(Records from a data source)
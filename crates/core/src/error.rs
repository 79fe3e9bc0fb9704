use thiserror::Error;

use crate::model::{PlanError, QuestionError, SnapshotError, SummaryError};

#[derive(Debug, Error)]
pub enum Error {
    #[error(transparent)]
    Question(#[from] QuestionError),
    #[error(transparent)]
    Plan(#[from] PlanError),
    #[error(transparent)]
    Snapshot(#[from] SnapshotError),
    #[error(transparent)]
    Summary(#[from] SummaryError),
}
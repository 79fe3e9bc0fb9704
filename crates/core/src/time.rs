use chrono::{DateTime, Duration, NaiveDate, Utc};

/// A simple clock abstraction for deterministic time in services and tests.
#[derive(Debug, Clone, Copy, Default)]
pub enum Clock {
    #[default]
    Default,
    Fixed(DateTime<Utc>),
}

impl Clock {
    /// Returns a clock that uses the current system time.
    #[must_use]
    pub fn default_clock() -> Self {
        Self::Default
    }

    /// Returns a clock fixed at the given timestamp.
    #[must_use]
    pub fn fixed(at: DateTime<Utc>) -> Self {
        Self::Fixed(at)
    }

    /// Returns the current time according to the clock.
    #[must_use]
    pub fn now(&self) -> DateTime<Utc> {
        match self {
            Clock::Default => Utc::now(),
            Clock::Fixed(t) => *t,
        }
    }

    /// Returns the current calendar day (UTC) according to the clock.
    ///
    /// Daily quota counters key on this value.
    #[must_use]
    pub fn today(&self) -> NaiveDate {
        self.now().date_naive()
    }

    /// If this is a fixed clock, advance it by the given duration.
    ///
    /// Has no effect on `Clock::Default`.
    pub fn advance(&mut self, delta: Duration) {
        if let Clock::Fixed(t) = self {
            *t += delta;
        }
    }

    /// Returns true if this clock represents real time.
    #[must_use]
    pub fn is_default(&self) -> bool {
        matches!(self, Clock::Default)
    }

    /// Returns true if this clock is fixed.
    #[must_use]
    pub fn is_fixed(&self) -> bool {
        matches!(self, Clock::Fixed(_))
    }
}

/// Deterministic timestamp for tests and examples (2023-11-14T22:13:20Z).
pub const FIXED_TEST_TIMESTAMP: i64 = 1_700_000_000;

/// Returns a deterministic `DateTime<Utc>` for tests and doc examples.
///
/// # Panics
///
/// Panics if the fixed timestamp cannot be represented.
#[must_use]
pub fn fixed_now() -> DateTime<Utc> {
    DateTime::<Utc>::from_timestamp(FIXED_TEST_TIMESTAMP, 0)
        .expect("fixed timestamp should be valid")
}

/// Returns a `Clock` fixed at the deterministic test timestamp.
#[must_use]
pub fn fixed_clock() -> Clock {
    Clock::fixed(fixed_now())
}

■ **Required work**:
Using the string "according" as the search term, count the lines of the data above that hold it and report that number alone.

■ **Written solution**:
2